Antifreeze may also contain other additives such as phosphates and silicates which help protect against corrosion and growth of biological matter. The benefit of this is that if corrosion or biological matter were allowed to build up, they could limit the effect of the antifreeze and cause damage.
Why Does Antifreeze Come in Different Colours?
You may know that antifreeze comes in a variety of colours, from red and blue to green and orange, created by adding dye. Why? Mainly for historical reasons – the different colours reflected either where the product was made, the brand that made it, or the type of corrosion-preventing chemical it contained.
For example, older antifreezes used inorganic additive technology and were either blue or green. As technology progressed, antifreezes became silicate-free and used organic acid technology. These extended-life antifreezes tended to be orange. These days, the colour doesn’t reflect the product itself so it’s not easy to know which chemicals the antifreeze contains just by seeing whether it’s blue, green, yellow or orange.
Is Antifreeze the Same as Coolant?
When referring to the liquid in an engine’s cooling system, antifreeze and coolant are words that can be used interchangeably because they both describe the liquid that helps the engine run at the right temperature.
The difference between antifreeze and coolant is that an engine needs to be cooled to the right temperature 365 days a year no matter the weather, meaning that an engine needs a coolant at all times. When it’s cold, the coolant’s antifreeze properties should prevent the liquid from freezing.
The History of Antifreeze
Charles Adolphe Wurtz, a French chemist, discovered ethylene glycol in the late 1850s, but couldn’t find any uses for it. Around fifty years later, ethylene glycol was found to be an excellent coolant, and was also used as a replacement for glycerol in explosions during the First World War. After the war, it was manufactured on a large scale for engine coolants and was revolutionary in the expansion of both the automotive and aviation industries. Antifreeze as we know it now has a wide number of uses.
Antifreeze Specifications
Antifreeze Blue – Ready to Use
| Description | Limits | Units |
| Appearance | Clear blue liquid, free from particles | |
| Density @ 20°C | 1.055 – 1.075 | g/ml |
| Monoethylene Glycol content | 47 – 50 | % w/w |
| Conforms to BS 6580 2010 | ||
| Freezing Point (as supplied) | <-35 | °C |
Non-Toxic Antifreeze
| Description | Limits | Units |
| Appearance | Clear, colourless liquid | |
| Meets ASTM D3306 Type II, ASTM D 4985, SAE J 1034, BS 6580 (1992), AFNOR NF R15-601 | ||
| S.G. @ 15°C (ASTM D 4052) | 1.030 – 1.065 | g/ml |
| Equilibrium reflux boiling point°C (ASTM D 1120) | >152 | °C |
| pH (50% vol) | 7.5 – 9.5 | |
| Freezing Point 50% vol dilution with water | -34 | °C |
| Freezing Point 33% vol dilution with water | -15 | °C |
Antifreeze Material Safety Data Sheet (MSDS)

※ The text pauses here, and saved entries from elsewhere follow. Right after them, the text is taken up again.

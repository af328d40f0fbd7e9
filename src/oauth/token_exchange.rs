// Authorization-code exchange against the provider's token endpoint.
// A failed exchange is never retried: the code is single-use.

use log::warn;
use serde::Deserialize;

use crate::models::TokenSet;
use crate::oauth::OAuthError;
use crate::utils::logging::LoggingHelper;

#[derive(Deserialize)]
struct TokenResponse {
    access_token: String,
    #[serde(default)]
    id_token: Option<String>,
    #[serde(default)]
    expires_in: Option<u64>,
    #[serde(default)]
    scope: Option<String>,
}

/// Error body defined by RFC 6749 section 5.2
#[derive(Deserialize)]
struct TokenErrorResponse {
    error: String,
}

pub struct TokenExchanger {
    http: reqwest::Client,
    provider_name: String,
    token_endpoint: String,
    client_id: String,
    client_secret: String,
    redirect_uri: String,
}

impl TokenExchanger {
    #[must_use]
    pub fn new(
        http: reqwest::Client,
        provider_name: String,
        token_endpoint: String,
        client_id: String,
        client_secret: String,
        redirect_uri: String,
    ) -> Self {
        Self {
            http,
            provider_name,
            token_endpoint,
            client_id,
            client_secret,
            redirect_uri,
        }
    }

    /// Exchange an authorization code for access and identity tokens
    ///
    /// Client credentials go in an HTTP Basic header. `redirect_uri` is the
    /// same string that was sent in the authorization request.
    ///
    /// # Errors
    ///
    /// Returns an error if the request fails, the provider answers with a
    /// non-success status, or the body is not a token response with an
    /// identity token
    pub async fn exchange(&self, code: &str) -> Result<TokenSet, OAuthError> {
        let params = [
            ("grant_type", "authorization_code"),
            ("code", code),
            ("redirect_uri", self.redirect_uri.as_str()),
        ];

        LoggingHelper::log_token_exchange_start(&self.provider_name);
        let response = self
            .http
            .post(&self.token_endpoint)
            .basic_auth(
                form_encode_credential(&self.client_id),
                Some(form_encode_credential(&self.client_secret)),
            )
            .header(reqwest::header::ACCEPT, "application/json")
            .form(&params)
            .send()
            .await
            .map_err(|e| OAuthError::from_reqwest("token exchange", &e))?;

        let status = response.status();
        if !status.is_success() {
            // Only the error code is logged; the body may echo request data
            let error_code = response
                .json::<TokenErrorResponse>()
                .await
                .map_or_else(|_| "unknown".to_string(), |body| body.error);
            warn!(
                "Token exchange with {} failed: HTTP {status}, error={error_code}",
                self.provider_name
            );
            return Err(OAuthError::Status {
                status: status.as_u16(),
                context: "token exchange".to_string(),
            });
        }

        let token_response: TokenResponse = response.json().await.map_err(|e| {
            OAuthError::InvalidResponse(format!("Failed to parse token response: {e}"))
        })?;

        let id_token = token_response
            .id_token
            .filter(|token| !token.is_empty())
            .ok_or_else(|| {
                OAuthError::InvalidResponse("token response has no id_token".to_string())
            })?;
        if token_response.access_token.is_empty() {
            return Err(OAuthError::InvalidResponse(
                "token response has an empty access_token".to_string(),
            ));
        }

        LoggingHelper::log_token_exchange_summary(
            &self.provider_name,
            token_response.access_token.len(),
            id_token.len(),
            token_response.expires_in,
            token_response.scope.as_deref(),
        );

        Ok(TokenSet {
            access_token: token_response.access_token,
            id_token,
            expires_in: token_response.expires_in,
            scope: token_response.scope,
        })
    }
}

/// Client credentials are form-urlencoded before Basic encoding (RFC 6749 section 2.3.1)
fn form_encode_credential(value: &str) -> String {
    url::form_urlencoded::byte_serialize(value.as_bytes()).collect()
}

#[cfg(test)]
mod tests {
    use super::*;

    #[test]
    fn test_credentials_are_form_encoded() {
        assert_eq!(form_encode_credential("client-123"), "client-123");
        assert_eq!(form_encode_credential("a+b/c=d:e"), "a%2Bb%2Fc%3Dd%3Ae");
        assert_eq!(form_encode_credential("two words"), "two+words");
    }
}
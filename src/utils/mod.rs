pub mod crypto;
pub mod logging;
pub mod redirect_validator;
pub mod response_builder;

Antifreeze material safety data sheets list the compounds considered significant safety hazards when used according to recommendations, including sodium silicate, sodium borate, and denatonium benzoate.

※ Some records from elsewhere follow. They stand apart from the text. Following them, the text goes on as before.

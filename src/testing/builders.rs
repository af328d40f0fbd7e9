//! Fluent builders for assembling a login service around test doubles

use std::sync::Arc;
use std::time::Duration;

use actix_web::web;

use crate::candidates::{CandidateStore, MemoryCandidateStore};
use crate::login::{LoginService, RedirectPolicy};
use crate::models::ProviderProfile;
use crate::oauth::{AuthorizationInitiator, ProviderClient};
use crate::resolver::IdentityResolver;
use crate::session::{SessionCookieFactory, SessionIssuer};
use crate::settings::TalentgateSettings;
use crate::state::{MemoryStateStore, PendingStateStore};

use super::fixtures::{test_settings, verified_profile};
use super::mock::MockProviderClient;

/// A wired login service plus handles on every double behind it
pub struct TestLogin {
    pub service: web::Data<LoginService>,
    pub cookies: web::Data<SessionCookieFactory>,
    pub provider: Arc<MockProviderClient>,
    pub state_store: Arc<MemoryStateStore>,
    pub candidates: Arc<MemoryCandidateStore>,
    pub settings: TalentgateSettings,
}

pub struct TestLoginBuilder {
    settings: TalentgateSettings,
    profile: ProviderProfile,
    candidates: Arc<MemoryCandidateStore>,
}

impl TestLoginBuilder {
    #[must_use]
    pub fn new() -> Self {
        Self {
            settings: test_settings(),
            profile: verified_profile("provider-subject-1", "kari@example.no"),
            candidates: Arc::new(MemoryCandidateStore::new()),
        }
    }

    /// The profile the mock provider authenticates
    #[must_use]
    pub fn with_profile(mut self, profile: ProviderProfile) -> Self {
        self.profile = profile;
        self
    }

    #[must_use]
    pub fn with_settings(mut self, settings: TalentgateSettings) -> Self {
        self.settings = settings;
        self
    }

    /// Share a pre-seeded candidate store
    #[must_use]
    pub fn with_candidates(mut self, candidates: Arc<MemoryCandidateStore>) -> Self {
        self.candidates = candidates;
        self
    }

    #[must_use]
    pub fn build(self) -> TestLogin {
        let settings = self.settings;
        let provider = Arc::new(MockProviderClient::new(self.profile));
        let state_store = Arc::new(MemoryStateStore::new());

        let initiator = AuthorizationInitiator::new(
            settings
                .provider
                .authorization_endpoint
                .clone()
                .unwrap_or_default(),
            settings.provider.get_client_id().unwrap_or_default(),
            settings.callback_url(),
            settings.provider.scopes.clone(),
            settings.provider.extra_auth_params.clone(),
            settings.login.fallback_path.clone(),
            Duration::from_secs(settings.state_store.ttl_seconds),
            Arc::clone(&state_store) as Arc<dyn PendingStateStore>,
        );
        let sessions = SessionIssuer::new(
            settings.session.session_secret.as_bytes(),
            settings.session.issuer.clone(),
            settings.session.session_duration_hours,
        );
        let cookies = SessionCookieFactory::new(&settings.cookies, sessions.lifetime());
        let resolver =
            IdentityResolver::new(Arc::clone(&self.candidates) as Arc<dyn CandidateStore>);

        let service = LoginService::new(
            initiator,
            Arc::clone(&state_store) as Arc<dyn PendingStateStore>,
            Arc::clone(&provider) as Arc<dyn ProviderClient>,
            resolver,
            sessions,
            RedirectPolicy::from_settings(&settings.login),
        );

        TestLogin {
            service: web::Data::new(service),
            cookies: web::Data::new(cookies),
            provider,
            state_store,
            candidates: self.candidates,
            settings,
        }
    }
}

impl Default for TestLoginBuilder {
    fn default() -> Self {
        Self::new()
    }
}
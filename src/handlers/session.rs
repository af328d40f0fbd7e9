use actix_web::{web, HttpRequest, HttpResponse, Result};
use log::debug;

use crate::login::LoginService;
use crate::session::SessionCookieFactory;
use crate::utils::response_builder::ResponseBuilder;

/// Return the verified claims of the current session, or 401
///
/// # Errors
/// Never fails
pub async fn current_session(
    req: HttpRequest,
    service: web::Data<LoginService>,
    cookies: web::Data<SessionCookieFactory>,
) -> Result<HttpResponse> {
    let Some(token) = cookies.token_from_request(&req) else {
        return Ok(ResponseBuilder::unauthorized());
    };

    match service.sessions().verify(&token) {
        Ok(claims) => Ok(HttpResponse::Ok()
            .insert_header(("Cache-Control", "no-store"))
            .json(claims)),
        Err(e) => {
            debug!("Rejected session cookie: {e}");
            Ok(ResponseBuilder::unauthorized())
        }
    }
}
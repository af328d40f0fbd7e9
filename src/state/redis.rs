use std::time::Duration;

use async_trait::async_trait;
use log::{error, info};
use redis::aio::{ConnectionManager, ConnectionManagerConfig};
use redis::AsyncCommands;

use super::{PendingAuthState, PendingStateStore, StateStoreError};

/// Redis-backed pending-state store
///
/// Values are written with `SET .. EX` so Redis owns expiry, and consumed
/// with `GETDEL`, which is atomic on the server (Redis 6.2+).
#[derive(Clone)]
pub struct RedisStateStore {
    manager: ConnectionManager,
}

impl RedisStateStore {
    /// Connect to Redis
    ///
    /// Both limits also apply to reconnects, so a hung server surfaces as
    /// [`StateStoreError::Unavailable`] instead of stalling the login.
    ///
    /// # Errors
    ///
    /// Returns an error if the URL is invalid or the connection fails
    pub async fn connect(
        redis_url: &str,
        connection_timeout: Duration,
        response_timeout: Duration,
    ) -> Result<Self, StateStoreError> {
        info!(
            "Connecting pending-state store to Redis (timeout={}s, response_timeout={}s)",
            connection_timeout.as_secs(),
            response_timeout.as_secs()
        );
        let client = redis::Client::open(redis_url)
            .map_err(|e| StateStoreError::Unavailable(format!("invalid Redis URL: {e}")))?;
        let manager_config = ConnectionManagerConfig::new()
            .set_connection_timeout(connection_timeout)
            .set_response_timeout(response_timeout);
        let manager = ConnectionManager::new_with_config(client, manager_config)
            .await
            .map_err(|e| StateStoreError::Unavailable(format!("Redis connection failed: {e}")))?;
        Ok(Self { manager })
    }
}

/// Rebuild a stored record; the token lives in the key, not the value
fn decode_state(state_token: &str, json: &str) -> Result<PendingAuthState, StateStoreError> {
    let mut state: PendingAuthState =
        serde_json::from_str(json).map_err(|e| StateStoreError::Corrupt(e.to_string()))?;
    state.state_token = state_token.to_string();
    Ok(state)
}

#[async_trait]
impl PendingStateStore for RedisStateStore {
    async fn put(&self, state: &PendingAuthState, ttl: Duration) -> Result<(), StateStoreError> {
        let value = serde_json::to_string(state)
            .map_err(|e| StateStoreError::Corrupt(format!("serialization failed: {e}")))?;
        let key = PendingAuthState::storage_key(&state.state_token);
        let mut conn = self.manager.clone();

        conn.set_ex::<_, _, ()>(&key, value, ttl.as_secs().max(1))
            .await
            .map_err(|e| {
                error!("Redis SET operation failed: {e}");
                StateStoreError::Unavailable(e.to_string())
            })
    }

    async fn get_and_delete(
        &self,
        state_token: &str,
    ) -> Result<Option<PendingAuthState>, StateStoreError> {
        let key = PendingAuthState::storage_key(state_token);
        let mut conn = self.manager.clone();

        let value: Option<String> = redis::cmd("GETDEL")
            .arg(&key)
            .query_async(&mut conn)
            .await
            .map_err(|e| {
                error!("Redis GETDEL operation failed: {e}");
                StateStoreError::Unavailable(e.to_string())
            })?;

        value
            .map(|json| decode_state(state_token, &json))
            .transpose()
    }
}
//! Payload encryption seam.
//!
//! DATA payloads are passed through a [`PayloadCipher`] keyed by the
//! connection's encryption key.  The algorithm is the embedder's choice; the
//! crate ships only [`Plaintext`], which leaves payloads untouched.

use std::fmt;

/// Symmetric stream cipher applied to DATA payload bytes.
pub trait PayloadCipher: fmt::Debug + Send + Sync {
    fn encrypt(&self, data: &[u8], key: &[u8]) -> Vec<u8>;
    fn decrypt(&self, data: &[u8], key: &[u8]) -> Vec<u8>;
}

/// Identity cipher.
#[derive(Debug, Clone, Copy, Default)]
pub struct Plaintext;

impl PayloadCipher for Plaintext {
    fn encrypt(&self, data: &[u8], _key: &[u8]) -> Vec<u8> {
        data.to_vec()
    }

    fn decrypt(&self, data: &[u8], _key: &[u8]) -> Vec<u8> {
        data.to_vec()
    }
}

Antifreeze MSDSs list the potential hazards (including health, fire, reactivity and environmental hazards) of antifreeze and how to use or work with it safely.

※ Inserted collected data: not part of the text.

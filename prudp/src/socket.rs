//! Async UDP socket abstraction.
//!
//! [`Socket`] is a thin wrapper around `tokio::net::UdpSocket`.  It moves raw
//! datagrams only; parsing and validation happen in the connection and
//! listener so that a malformed datagram never surfaces as a socket error.

use std::net::SocketAddr;

use thiserror::Error;
use tokio::net::UdpSocket;

/// Maximum UDP payload size (theoretical limit; in practice kept much smaller).
const MAX_DATAGRAM: usize = 65_535;

/// Errors that can arise from socket operations.
#[derive(Debug, Error)]
pub enum SocketError {
    /// Underlying I/O error from the OS.
    #[error("socket I/O error: {0}")]
    Io(#[from] std::io::Error),
}

impl SocketError {
    /// ICMP-induced errors that some platforms surface on the next receive.
    /// The socket stays usable after them.
    pub fn is_transient(&self) -> bool {
        match self {
            Self::Io(e) => matches!(
                e.kind(),
                std::io::ErrorKind::ConnectionReset | std::io::ErrorKind::ConnectionRefused
            ),
        }
    }
}

/// An async, datagram-oriented UDP socket.
///
/// All methods are `&self` so one socket can be shared by every connection a
/// listener admits.
#[derive(Debug)]
pub struct Socket {
    /// Address this socket is bound to (filled in after OS assigns ephemeral port).
    pub local_addr: SocketAddr,
    inner: UdpSocket,
}

impl Socket {
    /// Bind a new socket to `local_addr`.
    ///
    /// Passing `0.0.0.0:0` lets the OS choose an ephemeral port.
    pub async fn bind(local_addr: SocketAddr) -> Result<Self, SocketError> {
        let inner = UdpSocket::bind(local_addr).await?;
        let local_addr = inner.local_addr()?;
        Ok(Self { local_addr, inner })
    }

    /// Send `bytes` as a single UDP datagram to `dest`.
    pub async fn send_to(&self, bytes: &[u8], dest: SocketAddr) -> Result<(), SocketError> {
        self.inner.send_to(bytes, dest).await?;
        Ok(())
    }

    /// Receive the next datagram.  Returns `(bytes, sender_address)`.
    pub async fn recv_from(&self) -> Result<(Vec<u8>, SocketAddr), SocketError> {
        let mut buf = vec![0u8; MAX_DATAGRAM];
        let (n, addr) = self.inner.recv_from(&mut buf).await?;
        buf.truncate(n);
        Ok((buf, addr))
    }
}
//! Congestion window: the bounded set of packets sent but not yet acknowledged.
//!
//! [`CongestionWindow`] holds up to `capacity` in-flight packets keyed by
//! sequence id.  Unlike a Go-Back-N window, acknowledgements are selective:
//! each ack removes exactly the entry with its sequence id, and every entry
//! owns its own retransmit timer.
//!
//! # Contract
//!
//! - The number of entries never exceeds `capacity`.
//! - A sequence id maps to at most one [`SentPacket`].
//! - Every entry holds exactly one live timer; removing or replacing it
//!   cancels the old one.
//!
//! This module only manages state; sending and rescheduling are the
//! connection's job.

use std::collections::HashMap;

use crate::packet::Packet;
use crate::timer::Cancel;

/// Number of unacknowledged packets allowed in flight by default.
pub const DEFAULT_WINDOW_SIZE: usize = 5;

// ---------------------------------------------------------------------------
// SentPacket
// ---------------------------------------------------------------------------

/// A transmitted packet and the timer that will resend it.
#[derive(Debug)]
pub struct SentPacket<H> {
    /// The packet as last transmitted.
    pub packet: Packet,
    /// Total number of times this packet has been transmitted.
    pub transmissions: u32,
    timer: H,
}

impl<H: Cancel> SentPacket<H> {
    pub fn new(packet: Packet, timer: H) -> Self {
        Self {
            packet,
            transmissions: 1,
            timer,
        }
    }

    pub fn timer(&self) -> &H {
        &self.timer
    }
}

// ---------------------------------------------------------------------------
// CongestionWindow
// ---------------------------------------------------------------------------

#[derive(Debug)]
pub struct CongestionWindow<H> {
    capacity: usize,
    entries: HashMap<u16, SentPacket<H>>,
}

impl<H: Cancel> CongestionWindow<H> {
    /// Create a window holding at most `capacity` packets (≥ 1).
    pub fn new(capacity: usize) -> Self {
        assert!(capacity >= 1, "congestion window capacity must be at least 1");
        Self {
            capacity,
            entries: HashMap::with_capacity(capacity),
        }
    }

    pub fn capacity(&self) -> usize {
        self.capacity
    }

    /// Number of packets currently awaiting acknowledgement.
    pub fn len(&self) -> usize {
        self.entries.len()
    }

    pub fn is_empty(&self) -> bool {
        self.entries.is_empty()
    }

    pub fn is_full(&self) -> bool {
        self.entries.len() == self.capacity
    }

    /// Track a just-transmitted packet.
    ///
    /// Returns `false` without touching the window when it is full or the
    /// sequence id is already tracked; the rejected record's timer is
    /// cancelled.
    pub fn add_sent_packet(&mut self, record: SentPacket<H>) -> bool {
        let sequence_id = record.packet.sequence_id;
        if self.is_full() || self.entries.contains_key(&sequence_id) {
            record.timer.cancel();
            return false;
        }
        self.entries.insert(sequence_id, record);
        true
    }

    /// Remove the entry acknowledged by `ack` and cancel its timer.
    ///
    /// Returns `false` for duplicate or unexpected acks, which are no-ops.
    pub fn acknowledge_packet(&mut self, ack: &Packet) -> bool {
        match self.entries.remove(&ack.sequence_id) {
            Some(record) => {
                record.timer.cancel();
                true
            }
            None => false,
        }
    }

    pub fn waiting_for(&self, sequence_id: u16) -> bool {
        self.entries.contains_key(&sequence_id)
    }

    pub fn get(&self, sequence_id: u16) -> Option<&SentPacket<H>> {
        self.entries.get(&sequence_id)
    }

    /// Swap in a freshly armed timer after a resend, cancelling the old one.
    ///
    /// Returns `false` (and cancels `timer`) when nothing is tracked under
    /// `sequence_id`.
    pub fn replace_timer(&mut self, sequence_id: u16, timer: H) -> bool {
        match self.entries.get_mut(&sequence_id) {
            Some(record) => {
                let old = std::mem::replace(&mut record.timer, timer);
                old.cancel();
                record.transmissions += 1;
                true
            }
            None => {
                timer.cancel();
                false
            }
        }
    }

    /// Drop every entry, cancelling all outstanding timers.
    pub fn clear(&mut self) {
        for (_, record) in self.entries.drain() {
            record.timer.cancel();
        }
    }
}

// ---------------------------------------------------------------------------
// Unit tests
// ---------------------------------------------------------------------------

And Finally…Producing Antifreeze to Stay Warm
Incredibly, in 2014 scientists announced that they had discovered five families of Antarctic dwelling fish which naturally produce ‘antifreeze’ proteins, enabling them to survive in the frigid Southern Ocean. This ability makes them so successful that these fish comprise over 90% of the total fish biomass in the area.